■ Your assignment:
Every single entry that follows is to be retyped exactly.
━━ Records for processing
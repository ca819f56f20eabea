//! Shared types for the Alessio restaurant backend
//!
//! Record models and their validation rules, the unified error system,
//! and small utilities used by the server crate and its tests.

pub mod error;
pub mod models;
pub mod util;

// Re-exports
pub use error::{ApiResponse, AppError, ErrorCode};
pub use models::{
    MenuItem, Newsletter, Record, RecordKind, Reservation, Review, ValidatedRecord,
    ValidationError, validate, validate_record,
};
//! Server Implementation
//!
//! HTTP server startup and graceful shutdown

use tokio::net::TcpListener;

use crate::api;
use crate::core::{Config, Result, ServerError, ServerState};

/// HTTP Server
pub struct Server {
    config: Config,
    state: ServerState,
}

impl Server {
    pub fn with_state(config: Config, state: ServerState) -> Self {
        Self { config, state }
    }

    /// Serve until Ctrl+C or SIGTERM
    pub async fn run(&self) -> Result<()> {
        let state = self.state.clone();
        let addr = std::net::SocketAddr::from(([0, 0, 0, 0], self.config.http_port));
        let listener = TcpListener::bind(addr)
            .await
            .map_err(|source| ServerError::Bind { addr, source })?;

        tracing::info!(
            %addr,
            environment = %self.config.environment,
            database = state.gateway.is_connected(),
            "🍝 Alessio API listening"
        );

        let app = api::build_app().with_state(state);
        axum::serve(listener, app)
            .with_graceful_shutdown(shutdown_signal())
            .await?;

        tracing::info!("Server stopped");
        Ok(())
    }
}

async fn shutdown_signal() {
    let ctrl_c = async {
        match tokio::signal::ctrl_c().await {
            Ok(()) => tracing::info!("Received Ctrl+C, shutting down"),
            Err(e) => {
                tracing::error!(error = %e, "Failed to install Ctrl+C handler");
                std::future::pending::<()>().await;
            }
        }
    };

    #[cfg(unix)]
    let terminate = async {
        use tokio::signal::unix::{SignalKind, signal};

        match signal(SignalKind::terminate()) {
            Ok(mut sigterm) => {
                sigterm.recv().await;
                tracing::info!("Received terminate signal, shutting down");
            }
            Err(e) => {
                tracing::error!(error = %e, "Failed to install SIGTERM handler");
                std::future::pending::<()>().await;
            }
        }
    };

    #[cfg(not(unix))]
    let terminate = std::future::pending::<()>();

    tokio::select! {
        _ = ctrl_c => {},
        _ = terminate => {},
    }
}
━━━━
■ Solution for this task:
repository ca819f56f20eabea
//! Shared types for the Alessio restaurant backend
//!
//! Record models and their validation rules, the unified error system,
//! and small utilities used by the server crate and its tests.

pub mod error;
pub mod models;
pub mod util;

// Re-exports
pub use error::{ApiResponse, AppError, ErrorCode};
pub use models::{
    MenuItem, Newsletter, Record, RecordKind, Reservation, Review, ValidatedRecord,
    ValidationError, validate, validate_record,
};
//! Server Implementation
//!
//! HTTP server startup and graceful shutdown

use tokio::net::TcpListener;

use crate::api;
use crate::core::{Config, Result, ServerError, ServerState};

/// HTTP Server
pub struct Server {
    config: Config,
    state: ServerState,
}

impl Server {
    pub fn with_state(config: Config, state: ServerState) -> Self {
        Self { config, state }
    }

    /// Serve until Ctrl+C or SIGTERM
    pub async fn run(&self) -> Result<()> {
        let state = self.state.clone();
        let addr = std::net::SocketAddr::from(([0, 0, 0, 0], self.config.http_port));
        let listener = TcpListener::bind(addr)
            .await
            .map_err(|source| ServerError::Bind { addr, source })?;

        tracing::info!(
            %addr,
            environment = %self.config.environment,
            database = state.gateway.is_connected(),
            "🍝 Alessio API listening"
        );

        let app = api::build_app().with_state(state);
        axum::serve(listener, app)
            .with_graceful_shutdown(shutdown_signal())
            .await?;

        tracing::info!("Server stopped");
        Ok(())
    }
}

async fn shutdown_signal() {
    let ctrl_c = async {
        match tokio::signal::ctrl_c().await {
            Ok(()) => tracing::info!("Received Ctrl+C, shutting down"),
            Err(e) => {
                tracing::error!(error = %e, "Failed to install Ctrl+C handler");
                std::future::pending::<()>().await;
            }
        }
    };

    #[cfg(unix)]
    let terminate = async {
        use tokio::signal::unix::{SignalKind, signal};

        match signal(SignalKind::terminate()) {
            Ok(mut sigterm) => {
                sigterm.recv().await;
                tracing::info!("Received terminate signal, shutting down");
            }
            Err(e) => {
                tracing::error!(error = %e, "Failed to install SIGTERM handler");
                std::future::pending::<()>().await;
            }
        }
    };

    #[cfg(not(unix))]
    let terminate = std::future::pending::<()>();

    tokio::select! {
        _ = ctrl_c => {},
        _ = terminate => {},
    }
}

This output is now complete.